Warren G. Harding served as the nation's 29th president from 1921 until his death in 1923. His presidency followed after Woodrow Wilson's with a promise of restoring “normalcy” after World War I. He is usually regarded as one of the least effective individuals to hold the presidency.


Born in 1865 and raised in Ohio, he earned his bachelor’s degree at Ohio Central College and, after dabbling in a number of jobs, purchased the Marion Star newspaper and turned it into a publishing success.


He served respectively as a member of the Ohio senate, as lieutenant governor of the state, and as one of its two U.S. senators before being elected in 1920 on a ticket with Calvin Coolidge against Democrat lawyer James M. Cox, who, like Harding, was from Ohio. Harding was the first president elected in the aftermath of the ratification of the 19th Amendment, which had extended the right to vote to women.


Although Harding made some good cabinet choices, including Herbert Hoover as Commerce secretary, and Andrew Mellon as Treasury secretary, he often relied on cronies who used their positions for personal gain.

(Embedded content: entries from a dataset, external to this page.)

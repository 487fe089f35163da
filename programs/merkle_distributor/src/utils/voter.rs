use anchor_lang::prelude::*;
use anchor_lang::solana_program::{
    hash::hash,
    instruction::{AccountMeta, Instruction},
    program::invoke_signed,
};

use crate::constants::*;
use crate::error::*;

/**
 * Leading fields of the locked voter Escrow account
 *
 * Only the prefix needed to validate a claim-and-stake deposit is decoded,
 * trailing fields of the account are left untouched.
 */
#[derive(AnchorDeserialize, Clone, Debug, Default, PartialEq, Eq)]
pub struct EscrowPrefix {
    pub locker: Pubkey,
    pub owner: Pubkey,
    pub bump: u8,
    pub tokens: Pubkey,
    pub amount: u64,
    pub escrow_started_at: i64,
    pub escrow_ends_at: i64,
    pub vote_delegate: Pubkey,
    pub is_max_lock: bool,
}

impl EscrowPrefix {
    /// Decodes an escrow account owned by the voter program
    pub fn load(escrow: &AccountInfo) -> Result<Self> {
        require_keys_eq!(*escrow.owner, VOTER_PROGRAM_ID, DistributorError::OwnerMismatch);

        let data = escrow.try_borrow_data()?;
        Self::try_from_account_data(&data)
    }

    pub fn try_from_account_data(data: &[u8]) -> Result<Self> {
        require!(
            data.len() > 8 && data[..8] == anchor_discriminator(ESCROW_ACCOUNT_PREIMAGE),
            DistributorError::TypeCastedError
        );
        let mut payload = &data[8..];
        Self::deserialize(&mut payload).map_err(|_| error!(DistributorError::TypeCastedError))
    }

    /// The escrow must belong to the distributor locker and the claimant,
    /// hold its tokens in `escrow_tokens`, and be locked for the maximum duration.
    pub fn validate(&self, locker: Pubkey, claimant: Pubkey, escrow_tokens: Pubkey) -> Result<()> {
        require_keys_eq!(self.locker, locker, DistributorError::InvalidLocker);
        require_keys_eq!(self.owner, claimant, DistributorError::OwnerMismatch);
        require_keys_eq!(self.tokens, escrow_tokens, DistributorError::OwnerMismatch);
        require!(self.is_max_lock, DistributorError::EscrowIsNotMaxLock);
        Ok(())
    }
}

/// First 8 bytes of sha256(preimage), the Anchor discriminator scheme
pub fn anchor_discriminator(preimage: &str) -> [u8; 8] {
    let digest = hash(preimage.as_bytes()).to_bytes();
    let mut discriminator = [0u8; 8];
    discriminator.copy_from_slice(&digest[..8]);
    discriminator
}

pub fn increase_locked_amount_data(amount: u64) -> Vec<u8> {
    let mut data = anchor_discriminator(INCREASE_LOCKED_AMOUNT_PREIMAGE).to_vec();
    data.extend_from_slice(&amount.to_le_bytes());
    data
}

/// Deposits `amount` from the distributor vault into the claimant's escrow
/// through the voter program, the distributor PDA signing as payer.
pub fn increase_locked_amount<'a>(
    voter_program: AccountInfo<'a>,
    locker: AccountInfo<'a>,
    escrow: AccountInfo<'a>,
    escrow_tokens: AccountInfo<'a>,
    distributor: AccountInfo<'a>,
    token_vault: AccountInfo<'a>,
    token_program: AccountInfo<'a>,
    amount: u64,
    signer_seeds: &[&[&[u8]]],
) -> Result<()> {
    if amount == 0 {
        return Ok(());
    }

    let instruction = Instruction {
        program_id: voter_program.key(),
        accounts: vec![
            AccountMeta::new(locker.key(), false),
            AccountMeta::new(escrow.key(), false),
            AccountMeta::new(escrow_tokens.key(), false),
            AccountMeta::new_readonly(distributor.key(), true),
            AccountMeta::new(token_vault.key(), false),
            AccountMeta::new_readonly(token_program.key(), false),
        ],
        data: increase_locked_amount_data(amount),
    };

    invoke_signed(
        &instruction,
        &[
            locker,
            escrow,
            escrow_tokens,
            distributor,
            token_vault,
            token_program,
            voter_program,
        ],
        signer_seeds,
    )?;
    Ok(())
}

His attorney general, Harry Daughtery, and his secretary of the Interior, Albert Fall, undermined faith in government. Fall was involved in the Teapot Dome Scandal in which officials were bribed to give favorable noncompetitive government land leases to oil companies.


Harding pardoned Eugene Debs of sedition sentence under Wilson

In a speech on July 22, 1920, advocating “Liberty Under Law,” Harding, in commenting on subversive movements, observed that: 


“We must not abridge the freedom of speech, the freedom of press, or the freedom of assembly, because there is not promise in repression. These liberties are as sacred as the freedom of religious beliefs, as inviolable as the rights of life and the pursuit of happiness.”


He added, however: 


“We do hold to the right to crush sedition, to stifle a menacing contempt for law, to stamp out a peril to the safety of the Republic or its people when emergency calls, because security and the majesty of the law are the first essential of liberty. He who threatens destruction of the government by force, or flaunts his contempt for lawful authority, ceases to be a loyal citizen and forfeits his right to the freedom of the Republic.”


There was considerable opposition to U.S. participation in World War I, and the Wilson Administration had clamped down on public dissent with the adoption of the Espionage Act of 1917 and the Sedition Act of 1918, under which socialist Eugene Debs had been jailed. After Debs’ imprisonment was upheld in Debs v. United States (1919), Harding commuted his sentence in 1921, the same year that Congress repealed most of the 1921 law.


Presidential scholar James D. Robenalt observed that “Harding’s strategic use of the presidential pardon helped undo the damage done by a war-frenzied Congress in enacting the Espionage and Sedition Acts, which had been compounded by the failure of the Supreme Court to defend the First Amendment of the Constitution. It was an impressive demonstration of constitutional authority by a president.”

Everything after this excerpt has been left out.